The Lovers Assistant, Or, New Art of Love

By Henry Fielding

  • Release Date: 2009-07-29
  • Genre: Historical Romance
  • $2.99

Description

The publishing history of this translation has been sketched by Cross, in his History of Henry Fielding, and may simply be summarized here. The first edition, entitled Ovid's Art of Love Paraphrased and Adapted to the Present Time (or Times) was first issued in February, 1747, and was advertised in the Gentleman's and Scots Magazines in that month. During March, further advertisements appeared in the London Magazine and the St. James Evening Post. The most extensive notice ran, however, in Fielding's own Jacobite Journal (No. 15), where it served as basis for a detailed comparison between the art of love and the art of Jacobitism. Of this 1747 anonymous, original edition no copy is known.

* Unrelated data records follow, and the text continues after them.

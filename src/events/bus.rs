// Crossfade Event Bus
//
// Dispatch is synchronous and in subscriber-registration order. A panicking
// subscriber is isolated so the remaining subscribers still run; the fault
// is logged, never fatal.

use std::collections::HashMap;
use std::panic::{self, AssertUnwindSafe};
use std::sync::atomic::{AtomicU64, Ordering};
use std::sync::{Arc, Mutex};

use log::warn;
use serde::{Deserialize, Serialize};

/// Lifecycle channels published by the sequencer
#[derive(Debug, Clone, Copy, PartialEq, Eq, Hash, Serialize, Deserialize)]
#[serde(rename_all = "snake_case")]
pub enum Channel {
    /// A transition (or the preloader sequence) began
    Start,
    /// A transition (or the initial load) completed
    End,
    /// The route swap was triggered
    RouteChange,
    /// A new synthetic progress percentage is available
    ProgressUpdated,
    /// A scroll-only shortcut ran instead of a route change
    Scroll,
}

/// Payload carried on every channel: a transition name, a percentage,
/// or nothing.
#[derive(Debug, Clone, PartialEq, Serialize, Deserialize)]
#[serde(tag = "type", rename_all = "snake_case")]
pub enum Payload {
    Empty,
    Name { name: String },
    Percent { percent: f64 },
}

impl Payload {
    pub fn name(name: impl Into<String>) -> Self {
        Self::Name { name: name.into() }
    }

    pub fn percent(percent: f64) -> Self {
        Self::Percent { percent }
    }
}

type Handler = Arc<dyn Fn(&Payload) + Send + Sync>;

/// Handle returned by [`EventBus::on`], used to unsubscribe.
#[derive(Debug, Clone, Copy, PartialEq, Eq)]
pub struct SubscriptionToken {
    channel: Channel,
    id: u64,
}

/// Central publish/subscribe bus for sequencer lifecycle events
pub struct EventBus {
    /// Maps channel -> ordered subscriber list (registration order)
    subscribers: Mutex<HashMap<Channel, Vec<(u64, Handler)>>>,
    next_id: AtomicU64,
}

impl EventBus {
    pub fn new() -> Self {
        Self {
            subscribers: Mutex::new(HashMap::new()),
            next_id: AtomicU64::new(1),
        }
    }

    /// Subscribe to a channel.
    ///
    /// Returns a token for [`off`](Self::off). Handlers run synchronously on
    /// the emitting task, in the order they were registered.
    pub fn on(
        &self,
        channel: Channel,
        handler: impl Fn(&Payload) + Send + Sync + 'static,
    ) -> SubscriptionToken {
        let id = self.next_id.fetch_add(1, Ordering::Relaxed);
        self.subscribers
            .lock()
            .unwrap()
            .entry(channel)
            .or_default()
            .push((id, Arc::new(handler)));
        SubscriptionToken { channel, id }
    }

    /// Remove a subscription. Returns false if the token was already removed.
    pub fn off(&self, token: SubscriptionToken) -> bool {
        let mut subscribers = self.subscribers.lock().unwrap();
        match subscribers.get_mut(&token.channel) {
            Some(list) => {
                let before = list.len();
                list.retain(|(id, _)| *id != token.id);
                list.len() != before
            }
            None => false,
        }
    }

    /// Publish a payload to every subscriber of a channel.
    ///
    /// A subscriber that panics is logged and skipped; delivery continues
    /// with the next subscriber.
    pub fn emit(&self, channel: Channel, payload: Payload) {
        // Snapshot outside the lock so handlers may subscribe/unsubscribe.
        let handlers: Vec<Handler> = {
            let subscribers = self.subscribers.lock().unwrap();
            match subscribers.get(&channel) {
                Some(list) => list.iter().map(|(_, handler)| Arc::clone(handler)).collect(),
                None => return,
            }
        };

        for handler in handlers {
            let result = panic::catch_unwind(AssertUnwindSafe(|| handler(&payload)));
            if result.is_err() {
                warn!("subscriber on {:?} panicked; continuing delivery", channel);
            }
        }
    }

    /// Number of live subscriptions on a channel.
    pub fn subscriber_count(&self, channel: Channel) -> usize {
        self.subscribers
            .lock()
            .unwrap()
            .get(&channel)
            .map_or(0, Vec::len)
    }
}

impl Default for EventBus {
    fn default() -> Self {
        Self::new()
    }
}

In 1759, the work was reissued in London and Dublin, under the title The Lover's Assistant, and again in London in 1760. Meanwhile, advertisements for the original edition, as by Henry Fielding, had been run by the publisher, Andrew Millar, in 1754 and 1758. Inasmuch as Millar apparently still had unsold sheets in 1758, the 1759 edition may comprise these sheets with new title pages and prefatory matter necessary because of Fielding's death in 1754. At any rate, the "modern instances" referred to by the author of the 1759 Preface are not too modern to have been written in 1747. There has been no reprint since 1760.

The present text is printed from the 1760 edition, collated with a copy of the 1759 issue. The Latin text, which in the original faces the English, is omitted. Notes keyed by letters and asterisks appear in the original; it will be noted that Fielding's notes combine scholarly and facetious remarks; he frequently used footnotes for comic effect, especially in the translation of the Plutus of Aristophanes in which he collaborated.

Literature affords few pleasures so satisfying as translations done by those who are not only expert in the languages concerned, but who also are of the same spirit as the authors they translate. Some examples come readily to mind: Pope's Horace, Dryden's Juvenal and Persius, Smollett's LeSage, Lang's Aucassin and Nicolette, and Pound's translations from Provençal. Such a felicitous combination appears in Henry Fielding's translation of Book I of Ovid's Ars Amoris.

Throughout the sixteenth and seventeenth centuries, English translators of the classics abounded, including Marlowe, Jonson, Chapman and Sandys; Roscommon, Waller, Denham, Cowley and Dryden. By 1700, the major kinds of translation had been differentiated, described, evaluated and practised.